Buy-to-let investments have
outperformed all major asset classes over the past 18 years, according to a
study of the sector. As well as reflecting property
price growth over the period, the data highlights the effect of borrowing - or
"gearing" - which has hugely magnified total returns.
Every £1 invested in buy-to-let
is now worth £14.900, if investors put down a deposit of 25pc and borrowed the
rest via buy-to-let mortgages. These specialist loans first became available in
1996, the point from which performance is calculated. This has produced net annual
returns 16.2pc over the past 18 years, compared with 6.5pc if the same amount
was put into the stock market.

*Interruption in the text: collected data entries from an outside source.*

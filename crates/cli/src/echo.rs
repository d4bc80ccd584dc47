use std::time::Duration;

use owo_colors::OwoColorize;

use crate::VERSION;

/// Print a styled banner for verbose mode
pub fn print_banner() {
    eprintln!(
        "\n{} {} {}",
        "Feedbrief".bold().bright_blue(),
        "v".dimmed(),
        VERSION.dimmed()
    );
    eprintln!("{}", "Resolve feed entries into article text\n".dimmed());
}

/// Print a styled step message
pub fn print_step(step: usize, total: usize, message: &str) {
    eprintln!("{} {}", format!("[{}/{}]", step, total).dimmed(), message.bright_cyan());
}

/// Print a success message
pub fn print_success(message: &str) {
    eprintln!("{} {}", "✓".green(), message.bright_green());
}

/// Print an info message
pub fn print_info(message: &str) {
    eprintln!("{} {}", "ℹ".blue(), message.bright_blue());
}

/// Print a warning message
pub fn print_warning(message: &str) {
    eprintln!("{} {}", "⚠".yellow(), message.bright_yellow());
}

/// Print a labelled detail line under a step
pub fn print_detail(label: &str, value: &str) {
    eprintln!("  {} {}", format!("{}:", label).dimmed(), value.bright_white());
}

/// Print timing information with color coding
pub fn print_timing(label: &str, duration: Duration) {
    let ms = duration.as_secs_f64() * 1000.0;
    let label = format!("{}:", label);

    if ms < 1000.0 {
        eprintln!("  {} {:>10.2}ms ({})", label.dimmed(), ms, "fast".dimmed());
    } else if ms < 10_000.0 {
        eprintln!("  {} {:>10.2}ms ({})", label.dimmed(), ms, "moderate".bright_yellow());
    } else {
        eprintln!("  {} {:>10.2}ms ({})", label.dimmed(), ms, "slow".bright_red());
    }
}

/// Print resolution details summary
pub fn print_resolution_details(articles: &[feedbrief_core::ResolvedArticle], attempted: usize) {
    let truncated = articles.iter().filter(|article| article.truncated).count();
    let categories = feedbrief_core::group_by_category(articles).len();

    eprintln!("\n{}", "═".repeat(60).dimmed());
    eprintln!("{}", "Resolution Details".bold().cyan());
    eprintln!("{}", "═".repeat(60).dimmed());
    print_detail("Resolved", &format!("{} of {}", articles.len(), attempted));
    print_detail("Truncated", &truncated.to_string());
    print_detail("Categories", &categories.to_string());
    eprintln!();
}

/// Print timing summary
pub fn print_timing_summary(total: Duration, timings: &[(String, Duration)]) {
    eprintln!("{}", "═".repeat(60).dimmed());
    eprintln!("{}", "Timing Summary".bold().cyan());
    eprintln!("{}", "═".repeat(60).dimmed());

    for (label, duration) in timings {
        print_timing(label, *duration);
    }

    eprintln!(
        "  {} {:>10.2}ms\n",
        format!("{}:", "Total").bold().dimmed(),
        total.as_secs_f64() * 1000.0
    );
}

/// Format file size for display
pub fn format_size(bytes: usize) -> String {
    const KB: usize = 1024;
    const MB: usize = 1024 * KB;

    if bytes >= MB {
        format!("{:.1} MB", bytes as f64 / MB as f64)
    } else if bytes >= KB {
        format!("{:.1} KB", bytes as f64 / KB as f64)
    } else {
        format!("{} B", bytes)
    }
}
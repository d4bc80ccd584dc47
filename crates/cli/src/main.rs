mod echo;

use std::fs;
use std::path::PathBuf;
use std::str::FromStr;
use std::time::Instant;

use anyhow::Context;
use clap::Parser;
use feedbrief_core::{
    EntriesResponse, JsonConfig, Resolver, ResolverConfig, TextConfig, convert_to_json, convert_to_text, fetch_file,
    fetch_stdin,
};
use tracing_subscriber::EnvFilter;

use echo::{
    format_size, print_banner, print_detail, print_info, print_resolution_details, print_step, print_success,
    print_timing_summary, print_warning,
};

pub(crate) const VERSION: &str = env!("CARGO_PKG_VERSION");

/// Output format for resolved articles
#[derive(Debug, Clone, Copy, PartialEq, Eq)]
enum OutputFormat {
    Json,
    Text,
}

impl FromStr for OutputFormat {
    type Err = String;

    fn from_str(s: &str) -> Result<Self, Self::Err> {
        match s.to_lowercase().as_str() {
            "json" => Ok(Self::Json),
            "text" => Ok(Self::Text),
            _ => Err(format!("Invalid format: {}. Valid options: json, text", s)),
        }
    }
}

/// Resolve feed entries into length-bounded article text for summarization
#[derive(Parser, Debug)]
#[command(name = "feedbrief")]
#[command(version)]
#[command(about = "Resolve feed entries into article text for summarization", long_about = None)]
struct Args {
    /// JSON file with feed entries, or "-" for stdin
    #[arg(value_name = "INPUT")]
    input: String,

    /// Output file (default: stdout)
    #[arg(short, long, value_name = "FILE")]
    output: Option<PathBuf>,

    /// Output format (json, text)
    #[arg(short, long, default_value = "json", value_name = "FORMAT")]
    format: OutputFormat,

    /// Maximum characters of content per article
    #[arg(long, default_value = "500", value_name = "NUM")]
    max_length: usize,

    /// Never fetch full articles, even for teaser content
    #[arg(long)]
    no_fetch: bool,

    /// HTTP timeout in seconds for article fetches
    #[arg(long, default_value = "10", value_name = "SECS")]
    timeout: u64,

    /// Custom User-Agent for HTTP requests
    #[arg(long, value_name = "UA")]
    user_agent: Option<String>,

    /// Maximum number of entries resolved at once
    #[arg(long, default_value = "1", value_name = "NUM")]
    concurrency: usize,

    /// Minimum characters a fetched article must exceed
    #[arg(long, default_value = "200", value_name = "NUM")]
    min_article_chars: usize,

    /// Include article URLs (text format only)
    #[arg(long)]
    urls: bool,

    /// Emit compact single-line JSON
    #[arg(long)]
    compact: bool,

    /// Enable debug logging
    #[arg(short, long)]
    verbose: bool,
}

fn init_logging(verbose: bool) {
    let default_level = if verbose { "debug" } else { "info" };
    let filter = EnvFilter::try_from_default_env().unwrap_or_else(|_| EnvFilter::new(default_level));

    tracing_subscriber::fmt()
        .with_env_filter(filter)
        .with_writer(std::io::stderr)
        .with_target(false)
        .init();
}

#[tokio::main]
async fn main() -> anyhow::Result<()> {
    let args = Args::parse();
    init_logging(args.verbose);

    let started = Instant::now();
    let mut timings = Vec::new();

    if args.verbose {
        print_banner();
        print_info("Debug logging enabled");
        eprintln!();
    }

    let step = Instant::now();
    let json = if args.input == "-" {
        if args.verbose {
            print_step(1, 3, "Reading entries from stdin");
        }
        fetch_stdin().context("Failed to read from stdin")?
    } else {
        if args.verbose {
            print_step(1, 3, &format!("Reading entries from {}", args.input));
        }
        fetch_file(&args.input).with_context(|| format!("Failed to read file: {}", args.input))?
    };

    let response = EntriesResponse::from_json(&json).context("Failed to decode entries")?;
    timings.push(("Load".to_string(), step.elapsed()));

    if args.verbose {
        print_detail("Size", &format_size(json.len()));
        print_detail("Entries", &response.entries.len().to_string());
        eprintln!();
    }

    if response.entries.is_empty() {
        print_warning("No entries found, nothing to process");
        return Ok(());
    }

    if args.verbose {
        let mode = if args.no_fetch { "disabled" } else { "enabled" };
        print_step(2, 3, &format!("Resolving entries (fetch {mode}, concurrency {})", args.concurrency));
    }

    let mut builder = ResolverConfig::builder()
        .max_content_length(args.max_length)
        .allow_fetch(!args.no_fetch)
        .timeout(args.timeout)
        .concurrency(args.concurrency)
        .min_article_chars(args.min_article_chars);
    if let Some(user_agent) = args.user_agent {
        builder = builder.user_agent(user_agent);
    }

    let step = Instant::now();
    let attempted = response.entries.len();
    let resolver = Resolver::http(builder.build()).context("Failed to create HTTP client")?;
    let articles = resolver.resolve_batch(response.entries).await;
    timings.push(("Resolve".to_string(), step.elapsed()));

    if args.verbose {
        print_resolution_details(&articles, attempted);
    }

    if articles.is_empty() {
        print_warning("No entries could be resolved, nothing to process");
        return Ok(());
    }

    if args.verbose {
        print_step(3, 3, &format!("Writing {:?} output", args.format));
    }

    let output = match args.format {
        OutputFormat::Json => convert_to_json(&articles, &JsonConfig { pretty: !args.compact })
            .context("Failed to serialize articles")?,
        OutputFormat::Text => convert_to_text(&articles, &TextConfig { include_urls: args.urls, ..Default::default() }),
    };

    match args.output {
        Some(path) => {
            fs::write(&path, output).with_context(|| format!("Failed to write to file: {}", path.display()))?;
            print_success(&format!("{} articles written to {}", articles.len(), path.display()));
        }
        None => {
            println!("{}", output);
        }
    }

    if args.verbose {
        eprintln!();
        print_timing_summary(started.elapsed(), &timings);
    }

    Ok(())
}
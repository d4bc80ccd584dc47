//! HTML to plain text normalization for entry content.

use std::sync::LazyLock;

use regex::Regex;

static TAG: LazyLock<Regex> = LazyLock::new(|| Regex::new(r"<[^>]+>").unwrap());
static WHITESPACE: LazyLock<Regex> = LazyLock::new(|| Regex::new(r"\s+").unwrap());
static SPACE_BEFORE_PUNCT: LazyLock<Regex> = LazyLock::new(|| Regex::new(r"\s+([.!?,:;])").unwrap());

/// Strips markup from entry HTML and tidies the remaining text.
///
/// Tags become a single space so words on either side of a tag boundary
/// stay apart, whitespace runs collapse, and whitespace in front of
/// `. ! ? , : ;` is dropped.
///
/// ```rust
/// use feedbrief_core::normalize;
///
/// assert_eq!(normalize(Some("<p>Hello <b>world</b>!</p>")), "Hello world!");
/// assert_eq!(normalize(None), "");
/// ```
pub fn normalize(html: Option<&str>) -> String {
    let Some(html) = html.filter(|html| !html.is_empty()) else {
        return String::new();
    };

    let text = TAG.replace_all(html, " ");
    let text = WHITESPACE.replace_all(&text, " ");
    SPACE_BEFORE_PUNCT.replace_all(text.trim(), "$1").into_owned()
}

/// Collapses whitespace runs to single spaces and trims the ends.
pub(crate) fn collapse_whitespace(text: &str) -> String {
    WHITESPACE.replace_all(text, " ").trim().to_string()
}

#[cfg(test)]
mod tests {
    use super::*;

    #[test]
    fn test_normalize_basic() {
        assert_eq!(normalize(Some("<p>Hello <b>world</b>!</p>")), "Hello world!");
    }

    #[test]
    fn test_normalize_empty() {
        assert_eq!(normalize(None), "");
        assert_eq!(normalize(Some("")), "");
        assert_eq!(normalize(Some("   \n\t ")), "");
    }

    #[test]
    fn test_normalize_plain_text_unchanged() {
        assert_eq!(normalize(Some("Just plain text")), "Just plain text");
    }

    #[test]
    fn test_normalize_complex_markup() {
        let html = r#"
            <div class="content">
                <h1>Title</h1>
                <p>This is a <a href="link">link</a> and <em>emphasis</em>.</p>
                <ul>
                    <li>Item 1</li>
                    <li>Item 2</li>
                </ul>
            </div>
        "#;
        let text = normalize(Some(html));
        assert_eq!(text, "Title This is a link and emphasis. Item 1 Item 2");
        assert!(!text.contains('<'));
        assert!(!text.contains('>'));
    }

    #[test]
    fn test_normalize_keeps_words_apart_across_tags() {
        assert_eq!(normalize(Some("one<br>two<br/>three")), "one two three");
    }

    #[test]
    fn test_normalize_punctuation_spacing() {
        assert_eq!(normalize(Some("word . next , then ; done !")), "word. next, then; done!");
        assert_eq!(normalize(Some("<p>Question</p>?")), "Question?");
    }

    #[test]
    fn test_collapse_whitespace() {
        assert_eq!(collapse_whitespace("  a \n\n b\t c  "), "a b c");
    }
}
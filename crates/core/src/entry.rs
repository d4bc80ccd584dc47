//! Raw feed entries as delivered by the feed reader.
//!
//! The shapes follow the Miniflux entries API. Decoding is forgiving: unknown
//! keys are ignored and every optional attribute may be missing or `null`.

use serde::{Deserialize, Serialize};

use crate::Result;

/// Category a feed is filed under.
#[derive(Debug, Clone, Default, PartialEq, Eq, Serialize, Deserialize)]
pub struct Category {
    pub id: i64,
    #[serde(default)]
    pub title: Option<String>,
}

/// The feed an entry was published in.
#[derive(Debug, Clone, Default, PartialEq, Eq, Serialize, Deserialize)]
pub struct Feed {
    pub id: i64,
    #[serde(default)]
    pub title: Option<String>,
    #[serde(default)]
    pub category: Option<Category>,
}

/// One syndicated article record.
///
/// Entries are never modified after they are loaded; resolution produces a
/// separate [`crate::ResolvedArticle`].
#[derive(Debug, Clone, Default, PartialEq, Eq, Serialize, Deserialize)]
pub struct RawEntry {
    pub id: i64,
    #[serde(default)]
    pub user_id: i64,
    #[serde(default)]
    pub feed_id: i64,
    #[serde(default)]
    pub title: Option<String>,
    #[serde(default)]
    pub url: Option<String>,
    #[serde(default)]
    pub author: Option<String>,
    /// Entry content as HTML.
    #[serde(default)]
    pub content: Option<String>,
    #[serde(default)]
    pub published_at: Option<String>,
    #[serde(default)]
    pub feed: Option<Feed>,
}

impl RawEntry {
    /// Title of the owning feed, if the feed metadata was included and titled.
    pub fn source_title(&self) -> Option<&str> {
        self.feed.as_ref().and_then(|feed| feed.title.as_deref())
    }

    /// Title of the owning feed's category, if present and non-null.
    pub fn category_title(&self) -> Option<&str> {
        self.feed
            .as_ref()
            .and_then(|feed| feed.category.as_ref())
            .and_then(|category| category.title.as_deref())
    }
}

/// Response body of the entries listing endpoint.
#[derive(Debug, Clone, Default, PartialEq, Eq, Serialize, Deserialize)]
pub struct EntriesResponse {
    #[serde(default)]
    pub total: usize,
    pub entries: Vec<RawEntry>,
}

#[derive(Deserialize)]
#[serde(untagged)]
enum EntriesPayload {
    Response(EntriesResponse),
    Bare(Vec<RawEntry>),
}

impl EntriesResponse {
    /// Decodes an entries listing.
    ///
    /// Accepts either the API envelope (`{"total": .., "entries": [..]}`) or a
    /// bare JSON array of entries. A bare array gets `total` set to its length.
    pub fn from_json(json: &str) -> Result<Self> {
        let payload: EntriesPayload = serde_json::from_str(json)?;
        Ok(match payload {
            EntriesPayload::Response(response) => response,
            EntriesPayload::Bare(entries) => Self { total: entries.len(), entries },
        })
    }
}

#[cfg(test)]
mod tests {
    use super::*;

    #[test]
    fn test_entry_ignores_unknown_fields() {
        let json = r#"{
            "id": 7,
            "user_id": 1,
            "feed_id": 3,
            "title": "Hello",
            "status": "unread",
            "reading_time": 4,
            "enclosures": []
        }"#;
        let entry: RawEntry = serde_json::from_str(json).unwrap();
        assert_eq!(entry.id, 7);
        assert_eq!(entry.title.as_deref(), Some("Hello"));
        assert!(entry.url.is_none());
        assert!(entry.feed.is_none());
    }

    #[test]
    fn test_entry_nulls_are_none() {
        let json = r#"{"id": 1, "feed_id": 2, "title": null, "url": null, "author": null, "content": null}"#;
        let entry: RawEntry = serde_json::from_str(json).unwrap();
        assert!(entry.title.is_none());
        assert!(entry.content.is_none());
    }

    #[test]
    fn test_category_title_lookup() {
        let json = r#"{
            "id": 1,
            "feed_id": 2,
            "feed": {"id": 2, "user_id": 1, "title": "Tech Blog", "category": {"id": 5, "user_id": 1, "title": "Technology"}}
        }"#;
        let entry: RawEntry = serde_json::from_str(json).unwrap();
        assert_eq!(entry.source_title(), Some("Tech Blog"));
        assert_eq!(entry.category_title(), Some("Technology"));
    }

    #[test]
    fn test_category_without_title() {
        let json = r#"{"id": 1, "feed_id": 2, "feed": {"id": 2, "title": "Feed", "category": {"id": 5, "title": null}}}"#;
        let entry: RawEntry = serde_json::from_str(json).unwrap();
        assert_eq!(entry.category_title(), None);
    }

    #[test]
    fn test_feed_without_title() {
        let json = r#"{"id": 1, "feed_id": 2, "feed": {"id": 2, "category": {"id": 5, "title": "News"}}}"#;
        let entry: RawEntry = serde_json::from_str(json).unwrap();
        assert_eq!(entry.source_title(), None);
        assert_eq!(entry.category_title(), Some("News"));
    }

    #[test]
    fn test_entries_response_envelope() {
        let json = r#"{"total": 2, "entries": [{"id": 1}, {"id": 2}]}"#;
        let response = EntriesResponse::from_json(json).unwrap();
        assert_eq!(response.total, 2);
        assert_eq!(response.entries.len(), 2);
    }

    #[test]
    fn test_entries_response_bare_array() {
        let response = EntriesResponse::from_json(r#"[{"id": 10}, {"id": 11}, {"id": 12}]"#).unwrap();
        assert_eq!(response.total, 3);
        assert_eq!(response.entries[2].id, 12);
    }

    #[test]
    fn test_entries_response_invalid() {
        assert!(EntriesResponse::from_json("not json").is_err());
    }
}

Cash buyers who poured money into
buy-to-let 18 years ago have now turned £1 into £5.07 – a net annual return of
9.4pc.
The study, published by
former economist Rob Thomas, found that landlord returns outstripped the
earnings from investments in cash, stocks and shares and commercial property.
In the same time-frame, commercial property investments turned £1 into £4.49.
Cash savings were the worst
performers, according to the report, where £1 is now worth just shy of £2. The
study did not include gold, which has fallen fast in recent years but was the
best performing asset in the previous decade.
The vast returns on buy-to-let
were helped by low interest rates. This low-cost "leveraging",
coupled with rising prices for most of the period, helped amateur landlords
build equity against which to borrow again, repeating the process to profit
further.
The research assumed that
buy-to-let investors who took out a mortgage started with a single property,
and later reinvested in more properties when they earned enough to put down
another 25pc deposit.
By contrast, the report assumed
re-investments by cash investors who also started with a single property would
only be made when they had gained enough to buy another property outright.
For example, if a £100,000 home
bought in 1996 is now worth £300,000, a capital gain of £200,000, the cash
buyer would have trebled their investment.
But if they put down a £25,000
deposit, financing the property instead with a 75pc loan-to-value mortgage, the
buyer will have turned their equity of £25,000 into £125,000 – a gain of five
times their investment. This capital gain can be used to re-mortgage the
property, releasing equity to finance another house purchase.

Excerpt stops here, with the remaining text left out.